# [What is required]
Among the records that follow, set down only the lines from the one containing "Err(e) => return" to the one containing "repository beb076069bf2aab4", both included, exactly.

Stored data
....

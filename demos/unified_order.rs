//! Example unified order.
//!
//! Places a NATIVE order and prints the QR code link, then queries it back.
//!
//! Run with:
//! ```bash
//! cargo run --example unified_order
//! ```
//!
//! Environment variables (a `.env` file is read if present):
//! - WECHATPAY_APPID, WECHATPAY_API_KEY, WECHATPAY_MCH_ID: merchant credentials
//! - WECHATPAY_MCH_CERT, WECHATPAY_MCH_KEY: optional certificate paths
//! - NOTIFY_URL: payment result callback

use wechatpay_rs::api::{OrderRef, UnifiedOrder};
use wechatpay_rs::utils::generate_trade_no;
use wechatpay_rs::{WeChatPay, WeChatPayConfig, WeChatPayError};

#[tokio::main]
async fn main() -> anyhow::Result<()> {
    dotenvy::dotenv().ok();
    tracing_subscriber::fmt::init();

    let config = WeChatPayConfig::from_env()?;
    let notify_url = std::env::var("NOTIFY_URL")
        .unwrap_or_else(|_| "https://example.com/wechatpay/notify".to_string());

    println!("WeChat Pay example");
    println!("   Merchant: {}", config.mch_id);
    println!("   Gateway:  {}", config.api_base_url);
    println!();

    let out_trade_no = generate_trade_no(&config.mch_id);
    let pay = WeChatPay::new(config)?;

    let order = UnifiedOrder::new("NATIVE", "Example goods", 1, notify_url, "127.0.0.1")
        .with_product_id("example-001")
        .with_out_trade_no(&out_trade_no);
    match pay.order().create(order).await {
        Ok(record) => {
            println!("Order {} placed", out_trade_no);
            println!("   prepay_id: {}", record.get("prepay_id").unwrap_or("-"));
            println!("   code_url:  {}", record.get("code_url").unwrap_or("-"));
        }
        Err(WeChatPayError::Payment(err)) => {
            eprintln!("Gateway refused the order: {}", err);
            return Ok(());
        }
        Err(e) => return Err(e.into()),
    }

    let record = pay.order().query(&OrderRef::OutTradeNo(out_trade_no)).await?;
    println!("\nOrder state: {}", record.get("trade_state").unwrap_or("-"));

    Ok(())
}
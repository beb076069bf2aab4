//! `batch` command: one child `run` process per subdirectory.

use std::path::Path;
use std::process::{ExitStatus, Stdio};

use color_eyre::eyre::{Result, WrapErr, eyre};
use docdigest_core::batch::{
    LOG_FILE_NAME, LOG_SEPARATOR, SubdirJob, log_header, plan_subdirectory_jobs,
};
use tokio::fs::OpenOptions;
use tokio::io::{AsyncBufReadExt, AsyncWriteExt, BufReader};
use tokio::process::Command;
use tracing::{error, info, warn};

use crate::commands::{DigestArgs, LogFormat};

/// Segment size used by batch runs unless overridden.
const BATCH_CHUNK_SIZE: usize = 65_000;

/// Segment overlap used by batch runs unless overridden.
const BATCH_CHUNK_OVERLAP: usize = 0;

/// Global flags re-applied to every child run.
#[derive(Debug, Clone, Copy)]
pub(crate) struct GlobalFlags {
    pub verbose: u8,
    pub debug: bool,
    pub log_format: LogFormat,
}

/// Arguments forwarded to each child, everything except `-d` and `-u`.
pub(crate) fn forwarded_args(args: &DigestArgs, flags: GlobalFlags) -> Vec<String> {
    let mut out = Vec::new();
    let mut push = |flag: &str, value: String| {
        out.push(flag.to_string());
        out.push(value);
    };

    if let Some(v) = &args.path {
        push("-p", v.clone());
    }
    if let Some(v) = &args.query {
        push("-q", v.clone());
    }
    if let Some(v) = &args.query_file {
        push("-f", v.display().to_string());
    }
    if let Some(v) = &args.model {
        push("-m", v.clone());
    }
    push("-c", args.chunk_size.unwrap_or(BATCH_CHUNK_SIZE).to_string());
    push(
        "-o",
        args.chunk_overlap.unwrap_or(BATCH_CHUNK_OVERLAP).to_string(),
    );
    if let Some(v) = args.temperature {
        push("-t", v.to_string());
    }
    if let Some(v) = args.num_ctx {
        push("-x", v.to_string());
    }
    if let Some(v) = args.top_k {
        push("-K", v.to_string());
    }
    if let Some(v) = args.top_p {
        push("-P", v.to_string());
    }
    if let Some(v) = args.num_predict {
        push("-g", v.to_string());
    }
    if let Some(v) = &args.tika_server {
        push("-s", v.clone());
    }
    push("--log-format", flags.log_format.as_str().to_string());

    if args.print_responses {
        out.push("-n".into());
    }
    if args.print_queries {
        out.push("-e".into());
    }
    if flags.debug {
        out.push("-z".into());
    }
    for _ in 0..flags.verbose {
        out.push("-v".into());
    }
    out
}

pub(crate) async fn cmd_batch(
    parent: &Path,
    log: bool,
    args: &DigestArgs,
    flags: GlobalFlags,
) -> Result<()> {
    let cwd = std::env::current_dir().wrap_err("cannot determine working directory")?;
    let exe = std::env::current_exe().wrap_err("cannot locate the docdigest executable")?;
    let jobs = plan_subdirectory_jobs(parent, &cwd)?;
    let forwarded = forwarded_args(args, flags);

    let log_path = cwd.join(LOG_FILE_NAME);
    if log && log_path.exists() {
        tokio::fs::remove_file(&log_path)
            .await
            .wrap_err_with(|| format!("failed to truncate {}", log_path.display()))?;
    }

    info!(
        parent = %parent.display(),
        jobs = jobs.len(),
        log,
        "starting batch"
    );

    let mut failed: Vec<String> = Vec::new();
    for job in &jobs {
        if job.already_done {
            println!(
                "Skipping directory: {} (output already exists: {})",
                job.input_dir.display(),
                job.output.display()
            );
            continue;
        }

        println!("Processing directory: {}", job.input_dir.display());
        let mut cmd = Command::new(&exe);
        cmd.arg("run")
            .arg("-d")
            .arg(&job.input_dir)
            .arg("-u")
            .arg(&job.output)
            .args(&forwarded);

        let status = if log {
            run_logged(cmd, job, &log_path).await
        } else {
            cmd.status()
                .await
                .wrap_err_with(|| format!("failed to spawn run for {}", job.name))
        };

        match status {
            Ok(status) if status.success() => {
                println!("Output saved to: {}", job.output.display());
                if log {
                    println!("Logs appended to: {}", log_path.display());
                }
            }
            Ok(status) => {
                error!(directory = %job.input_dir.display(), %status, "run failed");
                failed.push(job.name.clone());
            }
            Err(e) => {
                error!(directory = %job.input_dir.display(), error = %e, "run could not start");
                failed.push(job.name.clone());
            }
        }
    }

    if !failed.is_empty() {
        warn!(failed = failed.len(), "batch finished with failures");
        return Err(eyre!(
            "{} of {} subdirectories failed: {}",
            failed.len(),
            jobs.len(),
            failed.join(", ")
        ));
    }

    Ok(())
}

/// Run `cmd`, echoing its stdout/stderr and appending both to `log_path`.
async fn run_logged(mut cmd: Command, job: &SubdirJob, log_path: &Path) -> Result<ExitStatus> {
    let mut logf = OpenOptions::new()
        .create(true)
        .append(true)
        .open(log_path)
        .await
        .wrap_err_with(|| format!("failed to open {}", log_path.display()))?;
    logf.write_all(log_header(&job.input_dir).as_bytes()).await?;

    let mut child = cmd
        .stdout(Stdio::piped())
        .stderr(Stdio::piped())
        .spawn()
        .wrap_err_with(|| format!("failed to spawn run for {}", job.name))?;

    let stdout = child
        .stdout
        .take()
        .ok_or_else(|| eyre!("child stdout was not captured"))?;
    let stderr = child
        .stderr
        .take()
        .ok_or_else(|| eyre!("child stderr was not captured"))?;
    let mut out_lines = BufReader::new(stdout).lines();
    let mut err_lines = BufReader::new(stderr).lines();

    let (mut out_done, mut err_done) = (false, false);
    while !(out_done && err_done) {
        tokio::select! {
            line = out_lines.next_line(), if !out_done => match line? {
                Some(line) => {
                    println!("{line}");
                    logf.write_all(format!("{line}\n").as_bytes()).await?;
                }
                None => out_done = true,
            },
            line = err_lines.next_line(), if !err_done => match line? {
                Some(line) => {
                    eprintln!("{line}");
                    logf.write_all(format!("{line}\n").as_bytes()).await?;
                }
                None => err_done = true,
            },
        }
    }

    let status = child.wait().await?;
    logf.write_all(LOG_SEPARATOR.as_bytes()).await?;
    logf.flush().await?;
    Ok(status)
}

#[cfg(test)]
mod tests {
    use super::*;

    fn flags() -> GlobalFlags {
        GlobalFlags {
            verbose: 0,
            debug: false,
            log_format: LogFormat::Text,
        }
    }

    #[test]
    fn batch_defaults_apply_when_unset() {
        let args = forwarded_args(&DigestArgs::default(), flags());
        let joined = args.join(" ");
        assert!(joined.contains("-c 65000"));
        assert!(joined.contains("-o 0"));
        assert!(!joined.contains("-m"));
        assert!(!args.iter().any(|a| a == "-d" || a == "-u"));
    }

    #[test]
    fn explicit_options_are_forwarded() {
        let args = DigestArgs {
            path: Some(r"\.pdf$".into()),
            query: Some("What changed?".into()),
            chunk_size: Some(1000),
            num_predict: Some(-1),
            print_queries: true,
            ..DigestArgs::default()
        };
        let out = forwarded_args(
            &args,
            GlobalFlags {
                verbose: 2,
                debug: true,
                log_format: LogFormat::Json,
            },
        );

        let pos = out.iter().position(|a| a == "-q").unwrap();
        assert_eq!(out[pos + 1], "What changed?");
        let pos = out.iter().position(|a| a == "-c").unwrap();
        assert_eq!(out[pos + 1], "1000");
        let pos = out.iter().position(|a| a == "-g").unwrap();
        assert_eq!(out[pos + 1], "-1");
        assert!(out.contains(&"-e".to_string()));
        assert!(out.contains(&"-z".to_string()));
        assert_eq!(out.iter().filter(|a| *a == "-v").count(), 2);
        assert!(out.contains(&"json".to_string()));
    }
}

....

# [Solution]
        Err(e) => return Err(e.into()),
    }

    let record = pay.order().query(&OrderRef::OutTradeNo(out_trade_no)).await?;
    println!("\nOrder state: {}", record.get("trade_state").unwrap_or("-"));

    Ok(())
}
repository beb076069bf2aab4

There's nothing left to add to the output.